Today, La Gomera remains home to about 18,000 residents, and tourism is helping to stanch emigration by those no longer able to make a living from farming or fishing. Ferries make the 40-minute trip from Tenerife, and one of the attractions, apart from a rich flora in the cloud-shrouded peaks, the highest of which is just under 1,500 m above sea level, is the chance to hear whistle-speak. When Eugenio Darias was born in 1950, phones were still a novelty. "I learned the Silbo playing in the street," he recalls. "If you didn't want to do a lot of climbing up and down to find people, you had to." But as roads, radios and telephones arrived, the Silbo declined to the point where an evolutionary truism use it or lose it was about to kick in.
To rescue the tradition, the regional government in 2000 made learning the Silbo compulsory, and today Darias teaches it to the 164 students at Lomada School.
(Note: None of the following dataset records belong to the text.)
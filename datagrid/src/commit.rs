//! Async commit collaborator.

use std::panic::AssertUnwindSafe;

use async_trait::async_trait;
use futures::FutureExt;
use log::debug;

use crate::edit::CommitResolution;
use crate::error::{CommitRejected, extract_panic_message};
use crate::event::CellCommit;
use crate::grid::DataGrid;
use crate::row::GridRow;

/// Persists cell changes on behalf of the hosting page.
///
/// # Example
///
/// ```
/// use async_trait::async_trait;
/// use datagrid::{CellCommit, CellCommitter, CommitRejected};
///
/// struct RejectEmpty;
///
/// #[async_trait]
/// impl CellCommitter for RejectEmpty {
///     async fn commit(&self, commit: &CellCommit) -> Result<(), CommitRejected> {
///         if commit.value.to_string().is_empty() {
///             return Err("value required".into());
///         }
///         Ok(())
///     }
/// }
/// ```
#[async_trait]
pub trait CellCommitter: Send + Sync {
    async fn commit(&self, commit: &CellCommit) -> Result<(), CommitRejected>;
}

/// Run `commit` through `committer` and resolve it on `grid`.
///
/// The grid lock is not held while the committer runs. A panicking committer
/// counts as a rejection.
pub async fn settle_commit<R, C>(
    grid: &DataGrid<R>,
    commit: CellCommit,
    committer: &C,
) -> CommitResolution
where
    R: GridRow,
    C: CellCommitter + ?Sized,
{
    debug!("settling commit {}", commit.ticket);
    let result = match AssertUnwindSafe(committer.commit(&commit)).catch_unwind().await {
        Ok(result) => result,
        Err(panic) => Err(CommitRejected::new(extract_panic_message(&panic))),
    };
    grid.resolve_commit(commit.ticket, result)
}
//! End-to-end editing, selection and commit scenarios.

use std::sync::Mutex;
use std::sync::atomic::{AtomicUsize, Ordering};

use async_trait::async_trait;
use datagrid::{
    CellCommit, CellCommitter, CellValue, ColumnDef, CommitRejected, CommitResolution, DataGrid,
    Direction, EditError, EditState, EditTarget, GridEvent, GridOptions, GridRow, Record,
    SelectionChange, SelectionSet, SubmitOutcome, settle_commit,
};

fn columns() -> Vec<ColumnDef> {
    vec![ColumnDef::new("code", "Code"), ColumnDef::new("name", "Name")]
}

fn widget_grid() -> DataGrid<Record> {
    DataGrid::new(columns(), GridOptions::default().with_editable(true))
        .unwrap()
        .with_rows(vec![Record::new().set("id", 7).set("code", "X1").set("name", "Widget")])
}

fn commits(events: &[GridEvent]) -> usize {
    events
        .iter()
        .filter(|e| matches!(e, GridEvent::CellCommit(_)))
        .count()
}

/// Counts calls and answers with a fixed result.
struct CountingCommitter {
    calls: AtomicUsize,
    reject: Option<&'static str>,
}

impl CountingCommitter {
    fn accepting() -> Self {
        Self {
            calls: AtomicUsize::new(0),
            reject: None,
        }
    }

    fn rejecting(message: &'static str) -> Self {
        Self {
            calls: AtomicUsize::new(0),
            reject: Some(message),
        }
    }
}

#[async_trait]
impl CellCommitter for CountingCommitter {
    async fn commit(&self, _commit: &CellCommit) -> Result<(), CommitRejected> {
        self.calls.fetch_add(1, Ordering::SeqCst);
        match self.reject {
            Some(message) => Err(message.into()),
            None => Ok(()),
        }
    }
}

/// Records what the grid displays while the commit is pending, then rejects.
struct InspectingCommitter {
    grid: DataGrid<Record>,
    seen: Mutex<Option<CellValue>>,
}

#[async_trait]
impl CellCommitter for InspectingCommitter {
    async fn commit(&self, commit: &CellCommit) -> Result<(), CommitRejected> {
        let shown = self.grid.row(0).map(|row| row.cell(&commit.column_id));
        *self.seen.lock().unwrap() = shown;
        Err(CommitRejected::new("server said no"))
    }
}

struct PanickingCommitter;

#[async_trait]
impl CellCommitter for PanickingCommitter {
    async fn commit(&self, _commit: &CellCommit) -> Result<(), CommitRejected> {
        panic!("connection reset");
    }
}

fn take_commit(grid: &DataGrid<Record>) -> CellCommit {
    grid.drain_events()
        .into_iter()
        .find_map(|event| match event {
            GridEvent::CellCommit(commit) => Some(commit),
            _ => None,
        })
        .expect("a commit was queued")
}

#[test]
fn test_unchanged_submit_skips_commit() {
    let grid = widget_grid();
    assert!(grid.begin_edit(0, "code"));

    let outcome = grid.submit(CellValue::from("X1"));

    assert_eq!(outcome, Ok(SubmitOutcome::Unchanged));
    assert_eq!(grid.edit_state(), EditState::Idle);
    assert_eq!(commits(&grid.drain_events()), 0);
    assert_eq!(grid.row(0).unwrap().cell("code"), CellValue::from("X1"));
}

#[tokio::test]
async fn test_rejected_commit_reverts_after_optimistic_display() {
    let grid = widget_grid();
    grid.begin_edit(0, "code");
    grid.submit(CellValue::from("X2")).unwrap();
    assert_eq!(grid.row(0).unwrap().cell("code"), CellValue::from("X2"));

    let committer = InspectingCommitter {
        grid: grid.clone(),
        seen: Mutex::new(None),
    };
    let resolution = settle_commit(&grid, take_commit(&grid), &committer).await;

    assert_eq!(*committer.seen.lock().unwrap(), Some(CellValue::from("X2")));
    assert!(matches!(resolution, CommitResolution::RolledBack { restored: true, .. }));
    assert_eq!(grid.row(0).unwrap().cell("code"), CellValue::from("X1"));
    assert_eq!(grid.edit_state(), EditState::Idle);
}

#[tokio::test]
async fn test_accepted_commit_keeps_value() {
    let grid = widget_grid();
    grid.begin_edit(0, "name");
    grid.submit(CellValue::from("Gadget")).unwrap();

    let committer = CountingCommitter::accepting();
    let resolution = settle_commit(&grid, take_commit(&grid), &committer).await;

    assert_eq!(resolution, CommitResolution::Confirmed);
    assert_eq!(committer.calls.load(Ordering::SeqCst), 1);
    assert_eq!(grid.row(0).unwrap().cell("name"), CellValue::from("Gadget"));
    assert_eq!(grid.commit_in_flight(), None);
}

#[tokio::test]
async fn test_panicking_committer_counts_as_rejection() {
    let grid = widget_grid();
    grid.begin_edit(0, "name");
    grid.submit(CellValue::from("Gadget")).unwrap();

    let resolution = settle_commit(&grid, take_commit(&grid), &PanickingCommitter).await;

    assert!(matches!(resolution, CommitResolution::RolledBack { .. }));
    assert_eq!(grid.row(0).unwrap().cell("name"), CellValue::from("Widget"));
    let events = grid.drain_events();
    assert!(events.iter().any(|e| matches!(
        e,
        GridEvent::CommitRolledBack { message, .. } if message == "connection reset"
    )));
}

#[tokio::test]
async fn test_rejection_message_reaches_host() {
    let grid = widget_grid();
    grid.begin_edit(0, "code");
    grid.submit(CellValue::from("")).unwrap();
    let commit = take_commit(&grid);
    let ticket = commit.ticket;

    let committer = CountingCommitter::rejecting("code required");
    settle_commit(&grid, commit, &committer).await;

    assert_eq!(
        grid.drain_events(),
        vec![GridEvent::CommitRolledBack {
            ticket,
            row_id: "7".into(),
            column_id: "code".into(),
            message: "code required".into(),
            restored: true,
        }]
    );
    assert_eq!(grid.row(0).unwrap().cell("code"), CellValue::from("X1"));
}

#[test]
fn test_tab_wraps_to_first_column() {
    let grid = widget_grid();
    grid.begin_edit(0, "name");

    assert_eq!(grid.advance(Direction::Next), Some(EditTarget::new(0, "code")));
    assert_eq!(grid.advance(Direction::Prev), Some(EditTarget::new(0, "name")));
}

#[test]
fn test_single_select_replaces_selection() {
    let mut selection = SelectionSet::from_keys(["7"]);
    let changes = selection.toggle_with_single_select_policy("9", true);

    assert_eq!(selection.keys(), ["9"]);
    assert_eq!(
        changes,
        vec![
            SelectionChange { key: "7".into(), selected: false },
            SelectionChange { key: "9".into(), selected: true },
        ]
    );
}

#[test]
fn test_row_without_id_cannot_commit() {
    let grid = DataGrid::new(columns(), GridOptions::default().with_editable(true))
        .unwrap()
        .with_rows(vec![Record::new().set("code", "X1").set("name", "Widget")]);
    grid.begin_edit(0, "code");

    let outcome = grid.submit(CellValue::from("Y"));

    assert_eq!(outcome, Err(EditError::MissingRowIdentifier { row_index: 0 }));
    assert_eq!(grid.edit_state(), EditState::Idle);
    assert_eq!(grid.commit_in_flight(), None);
    assert_eq!(commits(&grid.drain_events()), 0);
    assert_eq!(grid.row(0).unwrap().cell("code"), CellValue::from("X1"));
}

#[test]
fn test_row_without_id_fails_even_when_unchanged() {
    let grid = DataGrid::new(
        vec![ColumnDef::new("code", "Code")],
        GridOptions::default().with_editable(true),
    )
    .unwrap()
    .with_rows(vec![Record::new().set("code", "X1")]);
    grid.begin_edit(0, "code");

    let outcome = grid.submit(CellValue::from("X1"));

    assert_eq!(outcome, Err(EditError::MissingRowIdentifier { row_index: 0 }));
    assert_eq!(grid.edit_state(), EditState::Idle);
    assert_eq!(
        grid.drain_events(),
        vec![GridEvent::MissingRowIdentifier { row_index: 0, column_id: "code".into() }]
    );
}

#[test]
fn test_without_collaborator_edits_apply_locally() {
    let grid = DataGrid::new(
        columns(),
        GridOptions::default().with_editable(true).with_commit_edits(false),
    )
    .unwrap()
    .with_rows(vec![Record::new().set("id", 1).set("code", "X1")]);
    grid.begin_edit(0, "code");

    assert_eq!(grid.submit(CellValue::from("X5")), Ok(SubmitOutcome::Applied));
    assert_eq!(grid.row(0).unwrap().cell("code"), CellValue::from("X5"));
    assert_eq!(commits(&grid.drain_events()), 0);
}

#[tokio::test]
async fn test_data_replacement_during_commit() {
    let grid = widget_grid();
    grid.begin_edit(0, "code");
    grid.submit(CellValue::from("X2")).unwrap();
    let commit = take_commit(&grid);

    grid.set_data(vec![Record::new().set("id", 7).set("code", "X3").set("name", "Widget")]);
    assert_eq!(grid.edit_state(), EditState::Idle);

    let committer = CountingCommitter::rejecting("stale");
    let resolution = settle_commit(&grid, commit, &committer).await;

    assert!(matches!(resolution, CommitResolution::RolledBack { restored: false, .. }));
    assert_eq!(grid.row(0).unwrap().cell("code"), CellValue::from("X3"));
}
He coordinates the work of two Silbo teachers to cover the island's 14 other schools. Students aged 7 to 14 do half an hour of whistling a week; those under 7 do 15 minutes to acquaint them with the technique. The Silbo employs ch, y, g and k sounds, plus the vowels a and i. "The sounds are approximate to spoken Spanish," says Darias. "Some words, such as catarro [a cold] and cacharro [a cooking utensil], sound much the same, as do nada [nothing] and lana [wool]. Context tells you which."
To test whether this is all lana over the visitor's eyes, Darias is asked to bring in some of his students. Antonio Ramos, Ivan Conrado, twins Paula and Mirta Rodriguez, Maria Garcia and Raico Sanchez do him proud. Maria whistles Antonio's name. He makes a sound that Darias spells out as fuio, which in Silbo means "What do you want?" She asks him the time. Antonio blasts back that it's 11:30 a.m. Paula Rodriguez is asked to whistle to her twin Mirta: "Have you seen my glasses?" Mirta silbos back: "You're wearing them." To the uninitiated, it's all trill and squawk, requiring translation into Spanish by Darias.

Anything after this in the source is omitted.